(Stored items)
use serde::Deserialize;

/// Data-source configuration for the service layer.
///
/// An `ApiConfig` is owned by the [`crate::ApiClient`] it is passed to.
/// There is no process-wide config global, so tests can run mock and remote
/// clients side by side without leaking state into each other.
#[derive(Debug, Clone, Deserialize)]
#[serde(default)]
pub struct ApiConfig {
    /// Serve bundled fixtures instead of calling the backend.
    pub use_mock_data: bool,
    /// Backend API root, e.g. `http://localhost:5000/api`.
    pub base_url: String,
    /// Forecast (ML) service root. Reserved for direct access; current
    /// builds reach forecasts through the backend proxy under `base_url`.
    pub ml_url: String,
    /// Request timeout for the remote branch, in milliseconds.
    pub timeout_ms: u64,
    /// Simulated network delay for the mock branch, in milliseconds.
    pub mock_latency_ms: u64,
}

impl Default for ApiConfig {
    fn default() -> Self {
        Self {
            use_mock_data: true,
            base_url: "http://localhost:5000/api".to_string(),
            ml_url: "http://localhost:8000/ml".to_string(),
            timeout_ms: 10_000,
            mock_latency_ms: 300,
        }
    }
}

/// Default configuration embedded in the binary
const DEFAULT_CONFIG: &str = r#"
use_mock_data = true
base_url = "http://localhost:5000/api"
ml_url = "http://localhost:8000/ml"
timeout_ms = 10000
mock_latency_ms = 300
"#;

/// Load configuration from a storefront.toml file
///
/// Search order:
/// 1. Next to the executable (for production)
/// 2. Falls back to embedded default config
pub fn load_config() -> anyhow::Result<ApiConfig> {
    if let Ok(exe_path) = std::env::current_exe() {
        if let Some(exe_dir) = exe_path.parent() {
            let config_path = exe_dir.join("storefront.toml");

            if config_path.exists() {
                tracing::info!("Loading config from: {}", config_path.display());
                let contents = std::fs::read_to_string(&config_path)?;
                let config: ApiConfig = toml::from_str(&contents)?;
                return Ok(config);
            } else {
                tracing::warn!("storefront.toml not found at: {}", config_path.display());
            }
        }
    }

    tracing::info!("Using default embedded configuration");
    let config: ApiConfig = toml::from_str(DEFAULT_CONFIG)?;
    Ok(config)
}

#[cfg(test)]
mod tests {
    use super::*;

    #[test]
    fn test_default_config_loads() {
        let config: Result<ApiConfig, _> = toml::from_str(DEFAULT_CONFIG);
        assert!(config.is_ok());
        let config = config.unwrap();
        assert!(config.use_mock_data);
        assert_eq!(config.base_url, "http://localhost:5000/api");
        assert_eq!(config.mock_latency_ms, 300);
    }

    #[test]
    fn partial_file_fills_in_defaults() {
        let config: ApiConfig = toml::from_str("use_mock_data = false").unwrap();
        assert!(!config.use_mock_data);
        assert_eq!(config.timeout_ms, 10_000);
    }
}
pub mod product_health;
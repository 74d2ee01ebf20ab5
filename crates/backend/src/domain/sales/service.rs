use chrono::Utc;
use contracts::domain::sale::{DashboardStats, NewSale, Sale};
use uuid::Uuid;

use super::repository;
use crate::domain::products;

/// Record an offline shop sale and take the sold quantity out of stock.
/// Selling more than is on hand is refused, so this is the one place stock
/// and sales move together.
pub fn record(new_sale: NewSale) -> anyhow::Result<Sale> {
    new_sale
        .validate()
        .map_err(|e| anyhow::anyhow!("Validation failed: {}", e))?;

    let product = products::repository::decrement_stock(&new_sale.product_id, new_sale.quantity)?
        .ok_or_else(|| anyhow::anyhow!("Product not found"))?;

    let amount = new_sale
        .amount
        .unwrap_or(product.price * new_sale.quantity as i64);

    repository::insert(Sale {
        id: Uuid::new_v4(),
        product_id: product.id,
        product_name: product.name,
        quantity: new_sale.quantity,
        amount,
        sold_at: Utc::now(),
    })
}

pub fn list_recent(limit: usize) -> anyhow::Result<Vec<Sale>> {
    repository::list_recent(limit)
}

/// Headline numbers for the admin dashboard: today's revenue and unit count
/// plus the current low-stock alert count.
pub fn dashboard_stats() -> anyhow::Result<DashboardStats> {
    let midnight = Utc::now()
        .date_naive()
        .and_hms_opt(0, 0, 0)
        .map(|dt| dt.and_utc())
        .unwrap_or_else(Utc::now);
    let today = repository::list_since(midnight)?;

    Ok(DashboardStats {
        today_sales: today.iter().map(|s| s.amount).sum(),
        products_sold: today.iter().map(|s| s.quantity).sum(),
        low_stock_count: products::repository::count_low_stock()?,
    })
}

#[cfg(test)]
mod tests {
    use super::*;

    #[test]
    fn recording_a_sale_decrements_stock_and_derives_amount() {
        let before = products::repository::get_by_id("prod-002")
            .unwrap()
            .unwrap()
            .stock;
        let sale = record(NewSale {
            product_id: "prod-002".into(),
            quantity: 3,
            amount: None,
        })
        .unwrap();
        assert_eq!(sale.amount, 2500 * 3);

        let after = products::repository::get_by_id("prod-002")
            .unwrap()
            .unwrap()
            .stock;
        assert_eq!(after, before - 3);
    }

    #[test]
    fn overselling_is_refused_and_records_nothing() {
        // prod-014 has no seeded sales, so any entry for it would have come
        // from this refused attempt.
        let result = record(NewSale {
            product_id: "prod-014".into(),
            quantity: 10_000,
            amount: None,
        });
        assert!(result.is_err());
        let recent = list_recent(1000).unwrap();
        assert!(!recent.iter().any(|s| s.product_id == "prod-014"));
    }
}
pub mod domain;
pub mod envelope;
pub mod system;

/// Version stamped into every response envelope's `meta` block.
/// This is the version of the API contract itself, not of a deployment.
pub const API_VERSION: &str = "1.0.0";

**What is required:** Show the lines where the word "DashboardStats" appears in the entries.

**Answer to this task:**
use contracts::domain::sale::{DashboardStats, NewSale, Sale};
pub fn dashboard_stats() -> anyhow::Result<DashboardStats> {
    Ok(DashboardStats {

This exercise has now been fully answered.